Does Trump have the same appeal as Mitt Romney? John McCain? George W. Bush? Of course not. But has the Republican Party become something wildly different, or has Trump momentarily tapped into a lot of angry people on the right who are dissatisfied with Republican establishment leadership and a lot of resentment and feelings of being left out among what passes for the Republican center? Again, none of that means Republican voters will ultimately nominate Trump to be the carrier of the Republican banner in 2016.
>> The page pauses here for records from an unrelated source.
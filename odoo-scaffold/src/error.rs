//! Error types for the generation pipeline.

use std::path::PathBuf;
use thiserror::Error;

/// Errors produced while parsing, validating or generating a module.
#[derive(Debug, Error)]
pub enum Error {
    /// Malformed or semantically invalid input configuration.
    ///
    /// Raised during parsing and validation, before any file is written.
    /// A renderer may also raise it from a defensive re-check; that points
    /// at a validator gap, not a recoverable condition.
    #[error("configuration error: {0}")]
    Config(String),

    /// Filesystem failure while creating or writing the module tree.
    ///
    /// Always fatal. Partial output may remain on disk; there is no rollback.
    #[error("failed to {action} {}", path.display())]
    Resource {
        /// What was being attempted, e.g. "create directory" or "write file".
        action: &'static str,
        /// The path the operation targeted.
        path: PathBuf,
        /// The underlying I/O error.
        #[source]
        source: std::io::Error,
    },

    /// The configuration source file does not exist.
    #[error("config file not found: {}", .0.display())]
    ConfigFileNotFound(PathBuf),

    /// The configuration source file has an unrecognized extension.
    #[error("unsupported config format: {} (use .json, .yaml or .yml)", .0.display())]
    UnsupportedFormat(PathBuf),

    /// A built-in template failed to render.
    #[error("template rendering failed: {0}")]
    Template(#[from] handlebars::RenderError),
}

impl Error {
    /// Shorthand for a [`Error::Config`] with a formatted message.
    pub fn config(message: impl Into<String>) -> Self {
        Self::Config(message.into())
    }

    /// Wrap an I/O error with the action and path that produced it.
    pub fn resource(action: &'static str, path: impl Into<PathBuf>, source: std::io::Error) -> Self {
        Self::Resource {
            action,
            path: path.into(),
            source,
        }
    }
}

/// Convenience alias used throughout the crate.
pub type Result<T> = std::result::Result<T, Error>;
And while we are at it — and I know this post is getting a little long — I can’t imagine that Carson will win a single primary either. So far, I have completely missed what might be a plausible reason to elect Carson to be the next president of the United States. He seems like a good man and a distinguished fellow, but his appeal doesn’t satisfy Republican yearnings. Bush, Kasich and Rubio all have strong enough campaign infrastructures in place to launch respectable campaigns in January. Watch for those three to begin to outmaneuver Trump and others in the next few months. There is lots of talk about the establishment panicking, but it is way too early to panic. I will let Insiders readers know when it is time to panic.